Both stroke and arthritis and major health issues facing the American public. In 2020 alone, nearly 160,000 people in the United States succumbed to stroke, while arthritis is believed to affect over 60 million Americans. What may come as a bit of a surprise, however, is that these two conditions are linked.
Putting in the Work
This was the recent conclusion of a group of Chinese-based researchers, who reviewed dozens of previous studies on this topic. Specifically, they focused on the possible connections between rheumatoid arthritis (RA) and stroke.
For this report, the authors tried to filter out any research that could be misleading. In keeping with this goal, they only selected prior studies that factored in its participants’ age and biological sex. Furthermore, they also picked research that made sure to adjust its results based on the common risk factors for stroke; this list includes hypertension, diabetes, smoking, alcoholism and obesity. High cholesterol and a lack of physical activity were also considered by these reports.
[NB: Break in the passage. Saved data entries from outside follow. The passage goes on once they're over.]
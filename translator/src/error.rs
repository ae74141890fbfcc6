use std::fmt::{Display, Formatter, Result};
use std::ops::Range;

use annotate_snippets::display_list::FormatOptions;
use annotate_snippets::snippet::{Annotation, AnnotationType, Slice, Snippet, SourceAnnotation};
use thiserror::Error;

use Error::*;

pub type Span = Range<usize>;

/// Where in the source an error was found.
///
/// `line` is the 1-based physical line, `span` the byte range inside that line.
#[derive(Debug, Clone, PartialEq, Eq)]
pub struct Location {
    pub line: usize,
    pub span: Span,
}

impl Location {
    pub fn new(line: usize, span: Span) -> Self {
        Location { line, span }
    }
}

impl Display for Location {
    fn fmt(&self, f: &mut Formatter<'_>) -> Result {
        write!(f, "line {}", self.line)
    }
}

/// The class of a failed run, independent of where it happened.
#[derive(Debug, Clone, Copy, PartialEq, Eq, Hash)]
pub enum ErrorKind {
    EmptyInput,
    Header,
    UnknownOpcode,
    Arity,
    OperandFormat,
    LabelFormat,
    TypeKeyword,
}

impl ErrorKind {
    /// Process status reported for this kind of failure.
    pub fn exit_code(&self) -> i32 {
        use ErrorKind::*;
        match self {
            EmptyInput | Header => 21,
            UnknownOpcode => 22,
            Arity | OperandFormat | LabelFormat | TypeKeyword => 23,
        }
    }
}

#[derive(Error, Debug, Clone, PartialEq)]
pub enum Error {
    #[error("input is empty")]
    EmptyInput,
    #[error("missing header, expected `.IPPcode19`")]
    MissingHeader,
    #[error("{location}: expected header `.IPPcode19`, found `{found}`")]
    Header { location: Location, found: String },
    #[error("{location}: unknown instruction `{opcode}`")]
    UnknownOpcode { location: Location, opcode: String },
    #[error("{location}: `{opcode}` takes {expected} operand(s), found {actual}")]
    Arity { location: Location, opcode: String, expected: usize, actual: usize },
    #[error("{location}: invalid operand `{word}`, {reason}")]
    OperandFormat { location: Location, word: String, reason: InvalidOperandReason },
    #[error("{location}: invalid label `{word}`, {reason}")]
    LabelFormat { location: Location, word: String, reason: InvalidOperandReason },
    #[error("{location}: invalid type `{word}`, expected one of int, string, bool, nil")]
    TypeKeyword { location: Location, word: String },
}

#[derive(Debug, Clone, PartialEq, Eq)]
pub enum InvalidOperandReason {
    MissingSeparator,
    UnexpectedSeparator,
    UnknownFrame { actual: String },
    UnknownType { actual: String },
    EmptyName,
    FirstChar { actual: char },
    Escape { position: usize },
    OtherChars { actual: String },
    Nil,
    Int,
    Bool,
    TypeKeyword,
}

impl Display for InvalidOperandReason {
    fn fmt(&self, f: &mut Formatter<'_>) -> Result {
        use InvalidOperandReason::*;
        match self {
            MissingSeparator => { write!(f, "missing `@` after frame or type") }
            UnexpectedSeparator => { write!(f, "labels may not contain `@`") }
            UnknownFrame { actual } => { write!(f, "frame not one of GF, LF, TF (was: {})", actual) }
            UnknownType { actual } => { write!(f, "type not one of int, string, bool, nil (was: {})", actual) }
            EmptyName => { write!(f, "variable name is empty") }
            FirstChar { actual } => { write!(f, "first char is a digit (was: {:?})", actual) }
            Escape { position } => { write!(f, "`\\` at {} not followed by three digits", position) }
            OtherChars { actual } => { write!(f, "chars outside the allowed set (bad chars: {})", actual) }
            Nil => { write!(f, "nil literal must be `nil`") }
            Int => { write!(f, "int literal must be an optional `-` followed by digits") }
            Bool => { write!(f, "bool literal must be `true` or `false`") }
            TypeKeyword => { write!(f, "expected one of int, string, bool, nil") }
        }
    }
}

impl Error {
    pub fn kind(&self) -> ErrorKind {
        match self {
            EmptyInput => ErrorKind::EmptyInput,
            MissingHeader | Header { .. } => ErrorKind::Header,
            UnknownOpcode { .. } => ErrorKind::UnknownOpcode,
            Arity { .. } => ErrorKind::Arity,
            OperandFormat { .. } => ErrorKind::OperandFormat,
            LabelFormat { .. } => ErrorKind::LabelFormat,
            TypeKeyword { .. } => ErrorKind::TypeKeyword,
        }
    }

    pub fn location(&self) -> Option<&Location> {
        match self {
            EmptyInput | MissingHeader => None,
            Header { location, .. }
            | UnknownOpcode { location, .. }
            | Arity { location, .. }
            | OperandFormat { location, .. }
            | LabelFormat { location, .. }
            | TypeKeyword { location, .. } => Some(location),
        }
    }

    fn annotation_label(&self) -> &'static str {
        match self {
            EmptyInput | MissingHeader => "",
            Header { .. } => "expected `.IPPcode19` here",
            UnknownOpcode { .. } => "unknown instruction here",
            Arity { .. } => "wrong number of operands here",
            OperandFormat { .. } => "invalid operand here",
            LabelFormat { .. } => "invalid label here",
            TypeKeyword { .. } => "invalid type here",
        }
    }

    fn slices<'a>(&self, source: &'a str, origin: Option<&'a str>) -> Vec<Slice<'a>> {
        let mut slices = Vec::new();
        if let Some(Location { line, span }) = self.location() {
            if let Some(text) = source.lines().nth(line - 1) {
                // Annotation ranges count chars, spans count bytes.
                let start = text[..span.start].chars().count();
                let end = start + text[span.clone()].chars().count();
                slices.push(
                    Slice {
                        source: text,
                        line_start: *line,
                        origin,
                        fold: false,
                        annotations: vec![
                            SourceAnnotation {
                                range: (start, end),
                                label: self.annotation_label(),
                                annotation_type: AnnotationType::Error,
                            }
                        ],
                    }
                );
            }
        }
        slices
    }

    /// Builds a source-annotated report of this error.
    ///
    /// `message` is usually `self.to_string()`; it is passed in because the
    /// snippet borrows it.
    pub fn create_snippet<'a>(&self, message: &'a str, source: &'a str, origin: Option<&'a str>, color: bool) -> Snippet<'a> {
        Snippet {
            title: Some(Annotation {
                id: None,
                label: Some(message),
                annotation_type: AnnotationType::Error,
            }),
            footer: vec![],
            slices: self.slices(source, origin),
            opt: FormatOptions {
                color,
                ..Default::default()
            },
        }
    }
}

#[cfg(test)]
mod tests {
    use super::*;

    use annotate_snippets::display_list::DisplayList;
    use pretty_assertions::assert_eq;

    #[test]
    fn exit_codes() {
        assert_eq!(21, EmptyInput.kind().exit_code());
        assert_eq!(21, MissingHeader.kind().exit_code());
        let location = Location::new(2, 0..3);
        let unknown = UnknownOpcode { location: location.clone(), opcode: "FOO".to_string() };
        assert_eq!(22, unknown.kind().exit_code());
        let arity = Arity { location, opcode: "ADD".to_string(), expected: 3, actual: 2 };
        assert_eq!(23, arity.kind().exit_code());
    }

    #[test]
    fn message_names_line_and_word() {
        let error = OperandFormat {
            location: Location::new(2, 10..17),
            word: "xx@abc".to_string(),
            reason: InvalidOperandReason::UnknownFrame { actual: "xx".to_string() },
        };
        assert_eq!(
            "line 2: invalid operand `xx@abc`, frame not one of GF, LF, TF (was: xx)",
            error.to_string());
    }

    #[test]
    fn snippet_points_at_word() {
        let source = ".IPPcode19\nMOVE GF@x xx@abc\n";
        let error = OperandFormat {
            location: Location::new(2, 10..16),
            word: "xx@abc".to_string(),
            reason: InvalidOperandReason::UnknownFrame { actual: "xx".to_string() },
        };
        let message = error.to_string();
        let snippet = error.create_snippet(&message, source, Some("stdin"), false);
        assert_eq!(1, snippet.slices.len());
        assert_eq!("MOVE GF@x xx@abc", snippet.slices[0].source);
        assert_eq!((10, 16), snippet.slices[0].annotations[0].range);
        let rendered = DisplayList::from(snippet).to_string();
        assert!(rendered.contains("invalid operand here"));
    }

    #[test]
    fn snippet_without_location_has_no_slices() {
        let message = EmptyInput.to_string();
        let snippet = EmptyInput.create_snippet(&message, "", None, false);
        assert!(snippet.slices.is_empty());
    }
}
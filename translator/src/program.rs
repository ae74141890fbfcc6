use std::borrow::Cow;
use std::fmt::{Display, Formatter, Result};

#[derive(Debug, Clone, Copy, PartialEq, Eq, Hash)]
pub enum Frame {
    Global,
    Local,
    Temporary,
}

impl Frame {
    pub fn from_tag(tag: &str) -> Option<Frame> {
        match tag {
            "GF" => Some(Frame::Global),
            "LF" => Some(Frame::Local),
            "TF" => Some(Frame::Temporary),
            _ => None,
        }
    }

    pub fn tag(&self) -> &'static str {
        match self {
            Frame::Global => "GF",
            Frame::Local => "LF",
            Frame::Temporary => "TF",
        }
    }
}

impl Display for Frame {
    fn fmt(&self, f: &mut Formatter<'_>) -> Result {
        f.write_str(self.tag())
    }
}

/// The type of a constant, also used as the operand of `READ`.
#[derive(Debug, Clone, Copy, PartialEq, Eq, Hash)]
pub enum Type {
    Int,
    String,
    Bool,
    Nil,
}

impl Type {
    pub fn from_name(name: &str) -> Option<Type> {
        match name {
            "int" => Some(Type::Int),
            "string" => Some(Type::String),
            "bool" => Some(Type::Bool),
            "nil" => Some(Type::Nil),
            _ => None,
        }
    }

    pub fn name(&self) -> &'static str {
        match self {
            Type::Int => "int",
            Type::String => "string",
            Type::Bool => "bool",
            Type::Nil => "nil",
        }
    }
}

impl Display for Type {
    fn fmt(&self, f: &mut Formatter<'_>) -> Result {
        f.write_str(self.name())
    }
}

/// A checked operand, borrowing its text from the source.
#[derive(Debug, Clone, PartialEq, Eq)]
pub enum Operand<'input> {
    Variable { frame: Frame, name: &'input str },
    Constant { ty: Type, literal: &'input str },
    Label(&'input str),
    Type(Type),
}

impl<'input> Operand<'input> {
    /// The `type` attribute this operand is written with.
    pub fn type_name(&self) -> &'static str {
        match self {
            Operand::Variable { .. } => "var",
            Operand::Constant { ty, .. } => ty.name(),
            Operand::Label(_) => "label",
            Operand::Type(_) => "type",
        }
    }

    /// The operand's text as written in the output: `frame@name` for
    /// variables, the bare value for everything else.
    pub fn text(&self) -> Cow<'input, str> {
        match self {
            Operand::Variable { frame, name } => Cow::Owned(format!("{}@{}", frame, name)),
            Operand::Constant { literal, .. } => Cow::Borrowed(*literal),
            Operand::Label(name) => Cow::Borrowed(*name),
            Operand::Type(ty) => Cow::Borrowed(ty.name()),
        }
    }
}

#[derive(Debug, Clone, PartialEq, Eq)]
pub struct Instruction<'input> {
    /// 1-based, contiguous over the program.
    pub order: usize,
    /// Upper-case.
    pub opcode: String,
    pub operands: Vec<Operand<'input>>,
}

#[derive(Debug, Clone, Default, PartialEq, Eq)]
pub struct Program<'input> {
    pub instructions: Vec<Instruction<'input>>,
}

impl<'input> Program<'input> {
    pub fn is_empty(&self) -> bool {
        self.instructions.is_empty()
    }
}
So what did all this work reveal? In short, compared to those without this condition, those living with arthritis were 36 percent more likely to experience stroke. The percentage increase varied depending on the type of arthritis in question; having rheumatoid arthritis increased stroke risk by 38 percent, whereas those living with psoriatic arthritis had a 33 percent elevated risk. For those with ankylosing spondylitis or gout, this figure stood at 49 and 40 percent, respectively.
Interestingly enough, this relationship was not found with regards to osteoarthritis, the most common form of this condition. Unlike the other forms of arthritis mentioned above, osteoarthritis is not considered to be a type of inflammatory arthritis.
The team argues that their work represents “the most comprehensive systematic review and meta-analysis of published cohort studies to evaluate the stroke risk in arthritis.” The journal PLOS ONE published the team’s research in March 2021.